|MLBPA/MLB News Release|
NEW YORK -- New York Mets first baseman Ike Davis and New York Yankees relief pitcher David Robertson are representing their peers and going to bat for Superstorm Sandy victims when they co-host a Players Trust all-star golf tournament on Bethpage Black in Farmingdale, Long Island, N.Y., on Wednesday, July 17.
Golfers and baseball fans alike will be able to combine two of America's greatest passions during an unforgettable day on one of the country's most famous golf courses -- Bethpage Black -- while helping Major Leaguers and the Players Trust raise funds to support Superstorm Sandy recovery and rebuilding efforts. Already scheduled to join Ike and David in their efforts to help Sandy victims are former big leaguers Bobby Bonilla, Aaron Boone, Ron Darling, Ken Griffey Jr., Al Leiter and Jeff Nelson. Additional players joining the cause will be announced on an ongoing basis.
"I'm looking forward to teaming up with David Robertson, the Players Trust and members of the fraternity of Major League Baseball players to help raise funds and awareness for Superstorm Sandy victims," stated Ike. "This July, New York will become the center of the baseball universe, and it's only fitting that the baseball-playing community use this as an opportunity to assist the thousands of people in the area impacted by the storm who support our great game on a daily basis."
"As Major League Baseball players, we're given a stage to help raise awareness for victims of natural disasters long after the immediate attention subsides," said David, who, along with his wife, Erin, created the High Socks for Hope foundation to lend support to those suffering in the wake of natural disasters, including Sandy. "I'm looking forward to joining forces with Ike Davis and a who's-who list of former big leaguers to do our part to help communities still suffering from the effects of such a devastating storm."

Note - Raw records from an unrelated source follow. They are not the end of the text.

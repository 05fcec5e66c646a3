use wire::{Address, EnvVar, ErrorCode, NameListEntry};

/// Internal, semantic request shape the dispatcher matches on (`§6A`).
///
/// This is deliberately not the wire message: decoding XDR bytes into these
/// variants is the job of an injected [`crate::accept::RequestSource`], kept
/// outside this crate the same way `§1` keeps the codec outside the core.
#[derive(Debug, Clone, PartialEq, Eq)]
pub enum Request {
    GetState,
    GetEnv,
    StartBackup {
        bu_type: String,
        env: Vec<EnvVar>,
    },
    StartRecover {
        bu_type: String,
        env: Vec<EnvVar>,
        names: Vec<NameListEntry>,
    },
    /// V4 only; the handler always answers `NOT_SUPPORTED_ERR` (`§6`, `§8`).
    StartRecoverFilehist,
    Abort,
    Stop,
    Listen {
        address_family: AddressFamily,
    },
    Connect {
        address: Address,
    },
}

/// Which address kind `DATA_LISTEN` was asked to bind — `TCP` is the only
/// kind that actually allocates a socket; `Local` just records intent.
#[derive(Debug, Clone, Copy, PartialEq, Eq)]
pub enum AddressFamily {
    Local,
    Tcp,
}

/// Internal reply shape. The dispatcher builds one of these per request;
/// the (external) `ReplySink` turns it into the version-specific XDR reply.
#[derive(Debug, Clone, PartialEq, Eq)]
pub enum Reply {
    Ok(ReplyBody),
    Err(ErrorCode),
}

#[derive(Debug, Clone, PartialEq, Eq)]
pub enum ReplyBody {
    None,
    GetState(DataStateReply),
    GetEnv(Vec<EnvVar>),
    Listen(ListenReply),
}

/// `data_get_state` reply payload (`§3`, `§8` scenario 3).
#[derive(Debug, Clone, PartialEq, Eq)]
pub struct DataStateReply {
    pub state: &'static str,
    pub operation: &'static str,
    pub halt_reason: &'static str,
    pub bytes_processed: u64,
}

/// `data_listen` reply payload (`§8` scenario 6): the assigned endpoint,
/// already mirrored into the V3-shaped single-endpoint view by the caller.
#[derive(Debug, Clone, Copy, PartialEq, Eq)]
pub struct ListenReply {
    pub ip: std::net::Ipv4Addr,
    pub port: u16,
}

impl Reply {
    pub const fn ok(body: ReplyBody) -> Self {
        Self::Ok(body)
    }

    pub const fn is_ok(&self) -> bool {
        matches!(self, Self::Ok(_))
    }
}
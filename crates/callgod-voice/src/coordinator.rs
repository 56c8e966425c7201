//! Concurrency coordinator: bounds outstanding provider calls and admitted turns.
//!
//! Remote-bound work runs on a fixed number of worker slots regardless of call volume.
//! Within a turn, synthesis waits on the resolved text; the slots only let independent
//! work (other calls' turns, preloading) overlap.

use crate::error::{VoiceError, VoiceResult};
use std::future::Future;
use std::sync::atomic::{AtomicU64, Ordering};
use std::sync::Arc;
use std::time::Duration;
use tokio::sync::{OwnedSemaphorePermit, Semaphore};
use tokio::task::JoinHandle;
use tracing::{debug, warn};

/// Sizing for the coordinator
#[derive(Debug, Clone, Copy, PartialEq, Eq, serde::Serialize, serde::Deserialize)]
pub struct CoordinatorConfig {
    /// Worker slots for provider calls (default: 4)
    pub workers: usize,
    /// Turns processed at once before admission answers "slow down" (default: 32)
    pub max_concurrent_turns: usize,
}

impl Default for CoordinatorConfig {
    fn default() -> Self {
        Self {
            workers: 4,
            max_concurrent_turns: 32,
        }
    }
}

/// Admission ticket for one turn. Dropping it frees the slot.
#[derive(Debug)]
pub struct TurnPermit {
    _permit: OwnedSemaphorePermit,
}

#[derive(Debug, Default)]
struct Counters {
    completed: AtomicU64,
    background: AtomicU64,
    timed_out: AtomicU64,
    rejected_turns: AtomicU64,
}

/// Snapshot of coordinator activity
#[derive(Debug, Clone, Copy, PartialEq, Eq)]
pub struct CoordinatorStats {
    pub in_flight: usize,
    pub completed: u64,
    pub background_jobs: u64,
    pub timed_out: u64,
    pub rejected_turns: u64,
}

pub struct Coordinator {
    config: CoordinatorConfig,
    workers: Arc<Semaphore>,
    turns: Arc<Semaphore>,
    counters: Arc<Counters>,
}

impl Coordinator {
    pub fn new(config: CoordinatorConfig) -> Self {
        let workers = config.workers.max(1);
        let turns = config.max_concurrent_turns.max(1);
        Self {
            config: CoordinatorConfig {
                workers,
                max_concurrent_turns: turns,
            },
            workers: Arc::new(Semaphore::new(workers)),
            turns: Arc::new(Semaphore::new(turns)),
            counters: Arc::new(Counters::default()),
        }
    }

    pub fn config(&self) -> CoordinatorConfig {
        self.config
    }

    /// Admit a turn without waiting. Full means `CapacityExceeded`.
    pub fn admit_turn(&self) -> VoiceResult<TurnPermit> {
        match Arc::clone(&self.turns).try_acquire_owned() {
            Ok(permit) => Ok(TurnPermit { _permit: permit }),
            Err(_) => {
                self.counters.rejected_turns.fetch_add(1, Ordering::Relaxed);
                warn!(target: "callgod::coordinator", limit = self.config.max_concurrent_turns, "turn rejected: at capacity");
                Err(VoiceError::CapacityExceeded {
                    limit: self.config.max_concurrent_turns,
                })
            }
        }
    }

    /// Run a provider call on a worker slot. Waiting for the slot counts against `timeout`;
    /// on timeout the call is dropped, which releases the slot.
    pub async fn run<F, T>(&self, stage: &'static str, timeout: Duration, call: F) -> VoiceResult<T>
    where
        F: Future<Output = T>,
    {
        let workers = Arc::clone(&self.workers);
        let guarded = async move {
            let _permit = workers.acquire_owned().await.map_err(|_| VoiceError::TransientRemote {
                service: stage,
                reason: "worker pool closed".to_string(),
            })?;
            Ok::<T, VoiceError>(call.await)
        };

        match tokio::time::timeout(timeout, guarded).await {
            Ok(result) => {
                self.counters.completed.fetch_add(1, Ordering::Relaxed);
                result
            }
            Err(_) => {
                self.counters.timed_out.fetch_add(1, Ordering::Relaxed);
                warn!(target: "callgod::coordinator", stage, ?timeout, "remote stage timed out");
                Err(VoiceError::Timeout {
                    stage,
                    after: timeout,
                })
            }
        }
    }

    /// Spawn independent background work (preloading). The job holds no worker slot itself;
    /// its provider calls take one each through [`Coordinator::run`].
    pub fn submit<F>(&self, label: &'static str, job: F) -> JoinHandle<F::Output>
    where
        F: Future + Send + 'static,
        F::Output: Send + 'static,
    {
        let counters = Arc::clone(&self.counters);
        tokio::spawn(async move {
            debug!(target: "callgod::coordinator", label, "background job started");
            let out = job.await;
            counters.background.fetch_add(1, Ordering::Relaxed);
            out
        })
    }

    pub fn stats(&self) -> CoordinatorStats {
        CoordinatorStats {
            in_flight: self.config.workers - self.workers.available_permits(),
            completed: self.counters.completed.load(Ordering::Relaxed),
            background_jobs: self.counters.background.load(Ordering::Relaxed),
            timed_out: self.counters.timed_out.load(Ordering::Relaxed),
            rejected_turns: self.counters.rejected_turns.load(Ordering::Relaxed),
        }
    }
}
//! # Callgod Voice - Turn Processing for a Voice Line
//!
//! Receives the recognized text of one phone-call turn, decides how to answer, obtains or
//! synthesizes the spoken reply, and hands back a reference to a playable audio artifact.
//!
//! ## Architecture
//!
//! ```text
//! ┌──────────────────────────────────────────────────────────────────┐
//! │                          Turn Router                              │
//! │  ┌──────────────┐   ┌──────────────┐   ┌──────────────────────┐  │
//! │  │  Attention   │ → │    Intent    │ → │ greeting / fallback  │  │
//! │  │ (idle/wake)  │   │  Classifier  │   │ voice switch / song  │  │
//! │  └──────────────┘   └──────────────┘   │ easter egg / dynamic │  │
//! │                                        └──────────────────────┘  │
//! │         dynamic: ┌──────────────┐   ┌──────────────┐            │
//! │                  │   Language   │ → │    Speech    │ → artifact │
//! │                  │    Client    │   │    Client    │            │
//! │                  └──────┬───────┘   └──────┬───────┘            │
//! │                   Language Cache     Response Cache + artifacts  │
//! │                         └──── Coordinator (worker slots) ───┘     │
//! └──────────────────────────────────────────────────────────────────┘
//! ```
//!
//! All shared state (active voice, both caches) lives in one [`SessionStore`] owned by the
//! [`Pipeline`] and injected into the components.

pub mod artifact;
pub mod attention;
pub mod cache;
pub mod config;
pub mod coordinator;
pub mod error;
pub mod language;
pub mod pipeline;
pub mod preload;
pub mod router;
pub mod speech;
pub mod store;
pub mod text;
pub mod turn;
pub mod voice;

pub use artifact::{ArtifactStore, AudioRef, Reserved};
pub use attention::{spawn_idle_watch, AttentionConfig, AttentionMachine, AttentionState, ChannelSource, SilentSource, UtteranceSource};
pub use cache::{BoundedCache, CacheKey, LanguageCache, ResponseCache};
pub use config::{Credentials, Phrases, VoiceConfig};
pub use coordinator::{Coordinator, CoordinatorConfig, CoordinatorStats};
pub use error::{SynthesisError, VoiceError, VoiceResult};
pub use language::{CompletionRequest, LanguageBackend, LanguageClient, LanguageSettings, OpenAiChat};
pub use pipeline::Pipeline;
pub use preload::{PreloadReport, Preloader};
pub use router::{CallStatus, Intent, IntentClassifier, ListenDirective, RoutingConfig, TurnRequest, TurnResponse, TurnRouter};
pub use speech::{AudioStream, ElevenLabsTts, SpeechBackend, SpeechClient, SpeechSettings};
pub use store::SessionStore;
pub use turn::{TurnCategory, TurnRecord};
pub use voice::{VoiceCatalog, VoiceEntry, VoiceProfile, VoiceProfileManager, VoiceSwitch};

The Players Trust all-star golf tournament on Bethpage Black is part of the non-profit's Disaster Relief programming efforts. In addition to what many players have done individually, Major Leaguers have committed up to $500,000 in aid from the Players Trust to non-profit organizations helping victims of Sandy recover from the destruction. To date, the Players Trust has directly contributed more than $175,000 to various organizations providing needed assistance to storm victims. Among those receiving funds are Red Hook Initiative (Brooklyn); Project Hospitality (Staten Island); Rockaway Reach (Rockaway, N.Y.); NJ 2-1-1 (New Jersey); Pitch In for Baseball and Points of Light's Long Island Recovery Volunteer Center. A separate $100,000 contribution from the Players Trust to New York State's Natural Heritage Trust will go toward the removal of hundreds of downed trees and improvements to damaged turf on public golf courses.
On Nov. 2, 2012, Major Leaguers joined forces with the Commissioner's Office in contributing a combined $1 million to the American Red Cross, the Salvation Army and Feeding America to assist emergency relief efforts in the most devastated areas along the East Coast affected by Sandy. On May 9, the MLBPA and MLB-operated Baseball Tomorrow Fund joined with the New York Mets Foundation to contribute up to $1 million through a relief grant program for youth baseball and softball organizations that were directly affected by the storm.
Golf tournament participation levels begin with the $8,000 Single, which includes one foursome with a celebrity pairing, a unique, gift-filled SWAG bag and photo for each golfer, and four tickets to the post-event dinner, to be held at luxurious Carlyle on the Green. Double, Triple and Home Run sponsorship levels are also available, and each includes tickets to the Trust's exclusive 2013 Major League Baseball All-Star Game viewing party to be held the night before the golf tournament at the St. Giles Hotel and attended by many of the celebrity golfers. Portions of the costs are tax deductible.
Since hurricanes struck the U.S. Gulf Coast in 2005, the Players Trust has contributed more than $3 million in the wake of natural disasters in the U.S., Haiti and Japan, long after the spotlight faded. These funds have been used by non-profit organizations to provide and/or sustain services and aid such as senior housing, mobile medical units and after-school programs in the Gulf Coast; improved drinking water, medical supplies, prosthetics and training in Haiti; mobile community cafes, organic agriculture, mental health clinics and volunteer centers in Japan and new homes for families in tornado-ravaged Tuscaloosa, Ala., and Joplin, Mo.